ENRICO IV (di Shakespere)
di Carmelo La Carrubba


Nel raccontarci la Storia del potere e dei re, Shakespeare non tralascia la vita e dice che la finzione è la sua parte più bella, attraverso il personaggio che nell’ “Enrico IV” meglio la rappresenta, Falstaff a cui vanno le simpatie del Baldo ma non quelle della ragion di stato. Parliamo dello spettacolo “Enrico IV” di Shakespeare in scena allo Stabile Verga di Catania. In questi dieci atti si racconta la Guerra Civile (1399-1413) tra il re Enrico IV (Carlo Simoni) e i nobili ribelli, la sconfitta militare dei ribelli, l’amicizia tra il figlio del re (Corrado D’Elia) e Falstaff (Paolo Bonacelli), il rapporto conflittuale fra il re e suo figlio, il riscatto del principe con il suo comportamento eroico in guerra, la morte del vecchio e tormentato re, l’incoronazione di Enrico V e il conseguente tradimento della amicizia con Falstaff. Il senso che ne viene fuori in questa narrazione che si snoda su due binari paralleli – ben sottolineati dalla scenografia e dal percorso registico ; la sala del trono e la bettola dove vive Falstaff: quello che più risuona è la sua risata anche se empia e mostruosa e, pur nel cinismo della maschera, ha, nel suo fondo, un innegabile buon senso che sarà la cifra esistenziale nell’amicizia e nella vita.
Di contro c’è il Potere con le sue regole ferree che non ammette deroghe in cui si trova il tradimento e la morte dove i toni sono aspri e neri come la scena di Gisbert Jackel che li rappresenta: un tendaggio nero, una scena vuota dove troneggia il re, dove non c’è luce perché manca la vita e dove non si percepisce il rumore di una risata che è sempre presente nella bettola dove Falstaff e i suoi amici gozzovigliano, preparano rapine, scherzano, ridono, si divertono e la risata diventa il collant e la manifestazione della loro libertà e della loro amicizia. Il principe di Galles durante le sue scorribande è allegro e sorridente mentre quando diventa Enrico V cessa di ridere, rinnega l’amico Falstaff non riconoscendolo come tale e lo allontana da sé per sempre.

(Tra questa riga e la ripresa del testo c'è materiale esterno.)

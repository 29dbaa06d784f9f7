//! Behavior components for simulated research analysts.
//!
//! Five independent, stateless policies describe an analyst along separate
//! axes:
//!
//! | Policy | Decides |
//! |--------|---------|
//! | [`AccuracyBehavior`] | how far published numbers land from the truth |
//! | [`TimingBehavior`] | whether and how fast to react to an event |
//! | [`CoverageBehavior`] | how many ideas can be open at once |
//! | [`BiasBehavior`] | directional drift toward or away from anchors |
//! | [`ProductivityBehavior`] | output cadence and stage progression |
//!
//! Every policy is built from a serde `*Params` struct and validated on
//! construction; out-of-range parameters are rejected, never clamped.
//! Sampling methods take the caller's RNG, so identical seeds and inputs
//! always give identical outputs.

pub mod accuracy;
pub mod bias;
pub mod component;
pub mod coverage;
pub mod distributions;
pub mod error;
pub mod productivity;
pub mod timing;

pub use accuracy::{AccuracyBehavior, AccuracyContext, AccuracyParams, Perturbation};
pub use bias::{BiasBehavior, BiasContext, BiasParams, BiasType};
pub use component::{BehaviorComponent, Dimension, UnknownDimension};
pub use coverage::{CoverageBehavior, CoverageParams};
pub use error::{Result, ValidationError};
pub use productivity::{ProductivityBehavior, ProductivityParams};
pub use timing::{TimingBehavior, TimingDecision, TimingParams};
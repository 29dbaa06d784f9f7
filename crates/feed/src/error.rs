//! Feed construction and loading errors.

use std::path::PathBuf;

use thiserror::Error;
use types::{EventId, Field, SecurityId};

pub type Result<T> = std::result::Result<T, FeedError>;

#[derive(Debug, Error)]
pub enum FeedError {
    #[error("{id}: {reason}")]
    InvalidEvent { id: EventId, reason: String },

    #[error("duplicate event id {0}")]
    DuplicateEvent(EventId),

    #[error("invalid {field:?} value {value} for {security}")]
    InvalidValue {
        security: SecurityId,
        field: Field,
        value: f64,
    },

    #[error("invalid generator config: {0}")]
    InvalidConfig(String),

    #[error("failed to read {}: {source}", .path.display())]
    Io {
        path: PathBuf,
        #[source]
        source: std::io::Error,
    },

    #[error("invalid feed JSON: {0}")]
    Json(#[from] serde_json::Error),
}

Questa tragicommedia è stata ben ridotta per la scena da Angelo Dallagiacoma che ne è anche il traduttore e da Marco Bernardi che ne cura con efficacia la regia, è diventata uno spettacolo scespiriano per ispirazione e tematica: il potere, l’amicizia, il tradimento, i rapporti generazionali tra padre e figlio, tra il re che è il padre naturale e Falstaff che è quello ideale in cui si snoda la vita, il suo divertimento che somiglia tanto al teatro che della vita ci restituisce attraverso i personaggi la verità. Il personaggio del titolo non è il solo protagonista di questi drammi che sono la cronaca e la storia del suo regno il suo cammino e quello della nazione. C’è poi l’educazione del futuro Enrico V, uomo di passioni non gelido politico che si appresta ad ereditare un regno e restituire al paese gli ideali perduti. Ma in quello che è il tema principale e cioè la metafora la scalata e capitolazione dei potenti c’è quella personale fra il vecchio ubriacone e il giovane principe scavezzacollo che si interromperà alla morte di Enrico IV e quando il giovane sarà incoronato Enrico V. Perché le qualità di un sovrano adatto ai tempi includono la chiarezza, il senso pratico, la capacità di dominare l’esaltazione dei propri desideri e per questo Falstaff verrà giudicato freddamente perché rappresenta per il principe un passato da dimenticare e la punizione inflitta all’amico trova la giustificazione nelle ragioni superiori del buon governo. Per cui si giustifica il finale ottimistico e patriottico: il sacrificio di Falstaff dopo la morte di Enrico IV in cui la nazione è apparsa abbattuta e malata finalmente ritrova salute e fierezza appropriandosi di una identità grazie ad Enrico V. Lo spettacolo è un affresco storico interessante e una potente metafora dell’ascesa e caduta dei potenti nonché la rappresentazione del contrastante universo delle bettole e di una maschera che diventa personaggio grazie a Paolo Bonacelli che al grottesco del personaggio e della situazione ha saputo dare una dimensione umana. Una bella interpretazione. Misurato e convincente Carlo Simoni: Corrado D’Elia ha saputo rappresentare i due volti del personaggio con piglio sicuro e spregiudicato. Il cast ha funzionato sulla scena al meglio e ognuno ha dato al proprio personaggio pregi attorali che sono stati ben apprezzati dal pubblico che alla fine dello spettacolo ha applaudito più volte.